Local authorities are seen as front runners of the government’s renewable energy strategy and, therefore, the use of renewable technology has become an important consideration in any new planning decisions.
Air source heat pumps (ASHPs) and Ground source heat pumps (GSHPs) offer a straightforward way to incorporate cost effective, renewable energy into a building, both reducing carbon emissions and helping local authorities to meet government requirements. A number of local authorities now apply the ‘Merton Rule’.
The Merton Rule is a planning policy, pioneered by the London Borough of Merton in 2003, which requires new developments to generate at least 10% of their energy needs from onsite renewable energy installations.
The Merton Rule has subsequently become a part of national planning policy and the commonly accepted threshold used by local planning authorities, academic institutions and other professional bodies is 10 homes or 1,000m2 of non-residential development. The Merton Rule applies to all new buildings, not just housing, and therefore includes schools, supermarkets, retail outlets, office blocks, leisure centres, libraries and other buildings.
ASHPs and GSHPs also fall under the government’s Renewable Heat Incentive (RHI) scheme, to encourage property owners to install renewable energy equipment. The first phase, aimed at the non-domestic sector, came into force in November 2011.

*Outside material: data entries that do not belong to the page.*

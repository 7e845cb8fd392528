//! Player layer - reconciles engine signals into a playback state
//!
//! Owns exactly one engine session at a time and:
//! - maps item/engine status, buffer and end-of-stream signals onto
//!   [`PlaybackState`], emitting only real edges
//! - queues seeks issued before the item is ready and applies them before
//!   readiness is declared
//! - samples position and buffering on a fixed poll interval
//! - retries an empty buffer after a cool-down
//! - tears the session down (observers, timer, surface) before replacing or
//!   disposing it

use crate::{
    config::PlayerConfig,
    engine::{
        EngineEvent, EngineSignal, EngineSignals, EngineStatus, EventSink, ItemStatus,
        MediaEngine, SeekTicket,
    },
    timer::{earliest, Countdown, PollTimer},
    types::*,
    Error, Result,
};
use serde::{Deserialize, Serialize};
use tokio::sync::{mpsc, watch};
use tokio::time::Instant;
use tracing::{debug, info, instrument, warn};

/// Called once a seek has landed
pub type SeekCompletion = Box<dyn FnOnce() + Send>;

/// Callbacks raised by the player layer
#[derive(Debug, Clone, PartialEq, Serialize, Deserialize)]
#[serde(tag = "event", rename_all = "snake_case")]
pub enum PlayerEvent {
    StateChanged { state: PlaybackState },
    PlayTimeChanged { current: f64, total: f64 },
    LoadedTimeChanged { loaded: f64, total: f64 },
    IsPlayingChanged { playing: bool },
    /// The buffer was still short after a cool-down; another one started
    BufferingRetry { attempt: u32 },
}

struct PendingSeek {
    offset: f64,
    completion: Option<SeekCompletion>,
}

struct InFlightSeek {
    ticket: SeekTicket,
    completion: Option<SeekCompletion>,
    /// Readiness is declared once this seek lands
    settles_readiness: bool,
}

struct Session {
    id: SessionId,
    source: SourceDescriptor,
    has_ready_to_play: bool,
}

/// Adapter around one [`MediaEngine`]
pub struct PlayerLayer<E: MediaEngine> {
    engine: E,
    config: PlayerConfig,
    signals_tx: mpsc::UnboundedSender<EngineEvent>,
    session: Option<Session>,
    state: PlaybackState,
    state_tx: watch::Sender<PlaybackState>,
    is_playing: bool,
    should_seek_to: Option<PendingSeek>,
    in_flight_seek: Option<InFlightSeek>,
    next_ticket: u64,
    poll: PollTimer,
    retry: Countdown,
    retry_attempts: u32,
    /// The engine was paused by a buffering retry, not by the user
    paused_for_retry: bool,
    surface_attached: bool,
    aspect_ratio: AspectRatio,
    bounds: Option<Rect>,
    rate: f32,
    muted: bool,
    last_error: Option<Error>,
    outbox: Vec<PlayerEvent>,
    disposed: bool,
}
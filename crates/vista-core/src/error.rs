//! Error types for Vista Core

use thiserror::Error;

/// Result type alias for player operations
pub type Result<T> = std::result::Result<T, Error>;

/// Player error types
#[derive(Error, Debug)]
pub enum Error {
    // Source errors
    #[error("Failed to resolve source {locator}: {reason}")]
    SourceResolution { locator: String, reason: String },

    #[error("Resource has no sources")]
    EmptyResource,

    #[error("Source index {index} out of range ({len} sources)")]
    SourceIndexOutOfRange { index: usize, len: usize },

    // Playback errors
    #[error("Playback failed: {0}")]
    Playback(String),

    #[error("No session loaded")]
    NoSession,

    #[error("Player has been disposed")]
    Disposed,

    #[error("Invalid seek offset: {0}")]
    InvalidSeek(f64),

    #[error("Invalid playback rate: {0}")]
    InvalidRate(f32),

    // Configuration errors
    #[error("Invalid configuration: {0}")]
    InvalidConfig(String),

    #[error("JSON error: {0}")]
    Json(#[from] serde_json::Error),

    #[error("Invalid locator: {0}")]
    Url(#[from] url::ParseError),
}

impl Error {
    /// Create a source resolution error
    pub fn unresolvable(locator: impl ToString, reason: impl Into<String>) -> Self {
        Error::SourceResolution {
            locator: locator.to_string(),
            reason: reason.into(),
        }
    }

    /// Returns true if loading the source again may succeed
    pub fn is_recoverable(&self) -> bool {
        matches!(
            self,
            Error::SourceResolution { .. } | Error::Playback(_) | Error::NoSession
        )
    }

    /// Returns the error code for the owning screen
    pub fn error_code(&self) -> &'static str {
        match self {
            Error::SourceResolution { .. } => "SOURCE_RESOLUTION",
            Error::EmptyResource => "EMPTY_RESOURCE",
            Error::SourceIndexOutOfRange { .. } => "SOURCE_INDEX",
            Error::Playback(_) => "PLAYBACK",
            Error::NoSession => "NO_SESSION",
            Error::Disposed => "DISPOSED",
            Error::InvalidSeek(_) => "INVALID_SEEK",
            Error::InvalidRate(_) => "INVALID_RATE",
            Error::InvalidConfig(_) => "INVALID_CONFIG",
            Error::Json(_) => "JSON",
            Error::Url(_) => "URL",
        }
    }
}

Any building not used as a domestic property is currently eligible under the scheme and this applies to schools, municipal buildings and social housing schemes. RHI offers a financial incentive for eligible non-domestic renewable energy technologies for the lifetime of the installation up to a maximum of 20 years. This makes the installation of renewable energy technology, such as heat pumps, a good investment in terms of both energy savings and reduced fuel costs, both of which can be passed on to local residents.